The study had become a monomania with him.

I do not think there is a more pathetic story in the history of
literature than that which I have to tell of the last few weeks of
Burton's life. You are to see the old man, always ailing, sometimes
in acute pain--working twenty-five hours a day, as it were--in order
to get completed a work by which he supposed he was to live for
ever. In the same room sits the wife who dearly loves him, and whom
he dearly loves and trusts. A few days pass. He is gone.

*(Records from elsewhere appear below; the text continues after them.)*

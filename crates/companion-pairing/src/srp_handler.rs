//! SRP engine backed by companion-crypto.

use companion_core::error::CryptoError;
use companion_crypto::{
    chacha::{decrypt_with_nonce, encrypt_with_nonce, nonce_from_string},
    ed25519, hkdf,
    srp::{N_BYTES, SALT_BYTES},
    HapCredentials, IdentityKeyPair, SrpClient, SrpProof, Tlv8, TlvType,
};
use tracing::debug;

use crate::traits::SrpEngine;

/// SRP username for pair-setup.
const SRP_IDENTITY: &[u8] = b"Pair-Setup";

/// Nonce for the controller's encrypted identity.
const PS_MSG05_NONCE: &[u8] = b"PS-Msg05";
/// Nonce for the device's encrypted identity.
const PS_MSG06_NONCE: &[u8] = b"PS-Msg06";

/// Controller identity registered with the device.
struct Controller {
    keys: IdentityKeyPair,
    pairing_id: String,
}

/// Production [`SrpEngine`].
#[derive(Default)]
pub struct SrpAuthHandler {
    controller: Option<Controller>,
    client: Option<SrpClient>,
    proof: Option<SrpProof>,
    server_verified: bool,
}

impl SrpAuthHandler {
    pub fn new() -> Self {
        Self::default()
    }

    /// Pairing identifier sent to the device, once initialized.
    pub fn pairing_id(&self) -> Option<&str> {
        self.controller.as_ref().map(|c| c.pairing_id.as_str())
    }

    fn controller(&self) -> Result<&Controller, CryptoError> {
        self.controller
            .as_ref()
            .ok_or_else(|| out_of_order("initialize has not been called"))
    }

    fn verified_proof(&self) -> Result<&SrpProof, CryptoError> {
        let proof = self
            .proof
            .as_ref()
            .ok_or_else(|| out_of_order("step2 has not completed"))?;
        if !self.server_verified {
            return Err(out_of_order("server proof has not been verified"));
        }
        Ok(proof)
    }
}

impl SrpEngine for SrpAuthHandler {
    fn initialize(&mut self) -> Result<(), CryptoError> {
        let keys = IdentityKeyPair::generate();
        let pairing_id = keys.pairing_id();
        debug!(pairing_id = %pairing_id, "Generated controller identity");
        self.controller = Some(Controller { keys, pairing_id });
        self.client = None;
        self.proof = None;
        self.server_verified = false;
        Ok(())
    }

    fn step1(&mut self, pin: &str) -> Result<(), CryptoError> {
        self.controller()?;
        self.client = Some(SrpClient::new(SRP_IDENTITY, pin.as_bytes())?);
        self.proof = None;
        self.server_verified = false;
        Ok(())
    }

    fn step2(
        &mut self,
        server_public_key: &[u8],
        salt: &[u8],
    ) -> Result<(Vec<u8>, Vec<u8>), CryptoError> {
        let client = self
            .client
            .as_ref()
            .ok_or_else(|| out_of_order("step1 has not been called"))?;

        let salt: [u8; SALT_BYTES] =
            salt.try_into()
                .map_err(|_| CryptoError::InvalidKeyLength {
                    expected: SALT_BYTES,
                    actual: salt.len(),
                })?;

        // Devices may strip leading zero bytes from B.
        if server_public_key.len() > N_BYTES {
            return Err(CryptoError::InvalidServerPublicKey(format!(
                "{} bytes (expected <= {})",
                server_public_key.len(),
                N_BYTES
            )));
        }
        let mut padded = vec![0u8; N_BYTES - server_public_key.len()];
        padded.extend_from_slice(server_public_key);

        let proof = client.process_challenge(&salt, &padded)?;
        let result = (client.public_key(), proof.client_proof.clone());
        self.proof = Some(proof);
        Ok(result)
    }

    fn verify_server_proof(&mut self, proof: &[u8]) -> Result<(), CryptoError> {
        let expected = self
            .proof
            .as_ref()
            .ok_or_else(|| out_of_order("step2 has not completed"))?;
        if !expected.verify_server_proof(proof) {
            return Err(CryptoError::SrpVerificationFailed);
        }
        self.server_verified = true;
        Ok(())
    }

    fn step3(&mut self) -> Result<Vec<u8>, CryptoError> {
        let controller = self.controller()?;
        let proof = self.verified_proof()?;

        let sign_key = hkdf::derive_controller_sign_key(&proof.shared_secret)?;
        let ltpk = controller.keys.public_key();
        let pairing_id = controller.pairing_id.as_bytes();

        let mut message = Vec::with_capacity(sign_key.len() + pairing_id.len() + ltpk.len());
        message.extend_from_slice(&sign_key);
        message.extend_from_slice(pairing_id);
        message.extend_from_slice(&ltpk);
        let signature = controller.keys.sign(&message);

        let inner = Tlv8::new()
            .with(TlvType::Identifier, pairing_id)
            .with(TlvType::PublicKey, ltpk.to_vec())
            .with(TlvType::Signature, signature.to_vec())
            .encode();

        let session_key = hkdf::derive_pair_setup_key(&proof.shared_secret)?;
        encrypt_with_nonce(&session_key, &nonce_from_string(PS_MSG05_NONCE), &inner)
    }

    fn step4(&mut self, encrypted: &[u8]) -> Result<HapCredentials, CryptoError> {
        let controller = self.controller()?;
        let proof = self.verified_proof()?;

        let session_key = hkdf::derive_pair_setup_key(&proof.shared_secret)?;
        let decrypted =
            decrypt_with_nonce(&session_key, &nonce_from_string(PS_MSG06_NONCE), encrypted)?;
        let inner = Tlv8::parse(&decrypted)
            .map_err(|e| CryptoError::Decryption(format!("device identity: {}", e)))?;

        let device_id = require(&inner, TlvType::Identifier)?;
        let device_ltpk = require(&inner, TlvType::PublicKey)?;
        let signature = require(&inner, TlvType::Signature)?;

        let sign_key = hkdf::derive_accessory_sign_key(&proof.shared_secret)?;
        let mut message = Vec::with_capacity(sign_key.len() + device_id.len() + device_ltpk.len());
        message.extend_from_slice(&sign_key);
        message.extend_from_slice(device_id);
        message.extend_from_slice(device_ltpk);
        ed25519::verify(device_ltpk, &message, signature)?;

        debug!(device_id = %String::from_utf8_lossy(device_id), "Device identity verified");

        Ok(HapCredentials::new(
            device_ltpk,
            controller.keys.seed().to_vec(),
            device_id,
            controller.pairing_id.as_bytes(),
        ))
    }
}

fn require(tlv: &Tlv8, typ: TlvType) -> Result<&[u8], CryptoError> {
    tlv.get(typ)
        .ok_or_else(|| CryptoError::Decryption(format!("device identity missing {:?}", typ)))
}

fn out_of_order(message: &str) -> CryptoError {
    CryptoError::InvalidState(message.to_string())
}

She burns, page by page, the work at which he had toiled so long and
so patiently. And here comes the pathos of it--she was, in the
circumstances, justified in so doing. As regards Lady Burton and
the Stisteds, it was natural, perhaps, that between a staunch
Protestant family such as the Stisteds, and an uncompromising
Catholic like Lady Burton there should have been friction; but both
Lady Burton and Miss Stisted are dead. Each made, during Lady
Burton's lifetime, an honest attempt to think well of the other;
each wrote to the other many sweet, sincere, and womanly letters;
but success did not follow. Death, however, is a very loving
mother. She gently hushes her little ones to sleep; and, as they
drop off, the red spot on the cheek gradually fades away, and even
the tears on the pillow soon dry.

Although Miss Stisted's book has been a help to me I cannot endorse
her opinion that Burton's recall from Damascus was the result of
Lady Burton's indiscretions. Her books give some very interesting
reminiscences of Sir Richard's childhood and early manhood,[FN#15]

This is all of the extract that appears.